One who can know God as Father-Mother is very fortunate. Dangers can beset loss of the significance of God as Father-Mother. Intellectualism can perceive the truth; obedience to divine Love lives it. God is Mind; man, the idea. God is the origin as creator; man, the derivative as creation. The Scriptures declare God to be Love. Then His idea, the creation, the derivative, must express God as Love if truly reflecting the being of God. Mrs. Eddy, the author of the Christian Science textbook, "Science and Health with Key to the Scriptures," reaches this conclusion when she names God as Father-Mother and man—creation—as the beloved son.
To know God as Father-Mother places the individual directly in the care of cherishing, sheltering divine Love. Sometime, somewhere, every individual must cry out for God as Father-Mother and come home to the shelter of the everlasting arms in this understanding of being the beloved son of a love ministering, care taking Father-Mother God. That is where Jesus lived—at home with his heavenly Father. And because he lived there he proved the truths that raised the dead.
God-bestowed grace includes loyalty, courage, tenderness. It beautifies behavior. It has no claws, no sting. There can be no friction in grace, no resistance to good, no rebellion, no unhappiness. Grace does not condone imperfections, but it softens with love and patience one's dealing with one's own imperfections and those of others. The enlightened love which can be aware of the unreality of evil while disposing of it—what is this but grace? And to accept the discipline of remaining silent when the temptation to censure is present may sometimes be the greatest grace of all.

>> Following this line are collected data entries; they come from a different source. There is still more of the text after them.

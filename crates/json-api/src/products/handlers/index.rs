//! List Products Handler

use std::sync::Arc;

use salvo::{oapi::extract::QueryParam, prelude::*};

use crate::{
    extensions::*,
    products::{errors::into_status_error, handlers::get::ProductResponse},
    state::State,
};

/// List Products Handler
///
/// Returns all products, optionally filtered by a case-insensitive name
/// search.
#[endpoint(
    tags("products"),
    summary = "List Products",
    security(("bearer_auth" = []))
)]
pub(crate) async fn handler(
    search: QueryParam<String, false>,
    depot: &mut Depot,
) -> Result<Json<Vec<ProductResponse>>, StatusError> {
    let state = depot.obtain_or_500::<Arc<State>>()?;

    depot.user_uuid_or_401()?;

    let products = state
        .app
        .products
        .list_products(search.into_inner())
        .await
        .map_err(into_status_error)?;

    Ok(Json(
        products.into_iter().map(ProductResponse::from).collect(),
    ))
}

#[cfg(test)]
mod tests {
    use salvo::test::{ResponseExt, TestClient};
    use storefront_app::domain::products::MockProductsService;
    use testresult::TestResult;

    use crate::test_helpers::{make_product, products_service};

    use super::*;

    fn make_service(products: MockProductsService) -> Service {
        products_service(products, Router::with_path("products").get(handler))
    }

    #[tokio::test]
    async fn test_index_returns_all_products() -> TestResult {
        let mut products = MockProductsService::new();

        products
            .expect_list_products()
            .once()
            .withf(|search| search.is_none())
            .return_once(|_| {
                Ok(vec![
                    make_product("Teapot", "19.99"),
                    make_product("Saucer", "3.50"),
                ])
            });

        let mut res = TestClient::get("http://example.com/products")
            .send(&make_service(products))
            .await;

        let body: Vec<ProductResponse> = res.take_json().await?;

        assert_eq!(res.status_code, Some(StatusCode::OK));
        assert_eq!(body.len(), 2);

        Ok(())
    }

    #[tokio::test]
    async fn test_index_forwards_search_query() -> TestResult {
        let mut products = MockProductsService::new();

        products
            .expect_list_products()
            .once()
            .withf(|search| search.as_deref() == Some("teapot"))
            .return_once(|_| Ok(vec![make_product("Teapot", "19.99")]));

        let res = TestClient::get("http://example.com/products?search=teapot")
            .send(&make_service(products))
            .await;

        assert_eq!(res.status_code, Some(StatusCode::OK));

        Ok(())
    }
}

And how to obtain this lovely quality, how to keep it? By doing the will of God as faithfully as it can be done. Christ Jesus said (John 7:17), "If any man will do his will, he shall know of the doctrine." Surely he who strives to do God's will comes to know the doctrine of grace. He will perceive that more grace will lift the entire Christian Science movement to a higher level. The world itself can be transfigured as Christian grace is sought and lived.
Our beloved Leader also indicates that grace enters into behavior, even into health, in her words in Miscellaneous Writings" (p. 354), "A little more grace, a motive made pure, a few truths tenderly told, a heart softened, a character subdued, a life consecrated, would restore the right action of the mental mechanism, and make manifest the movement of body and soul in accord with God."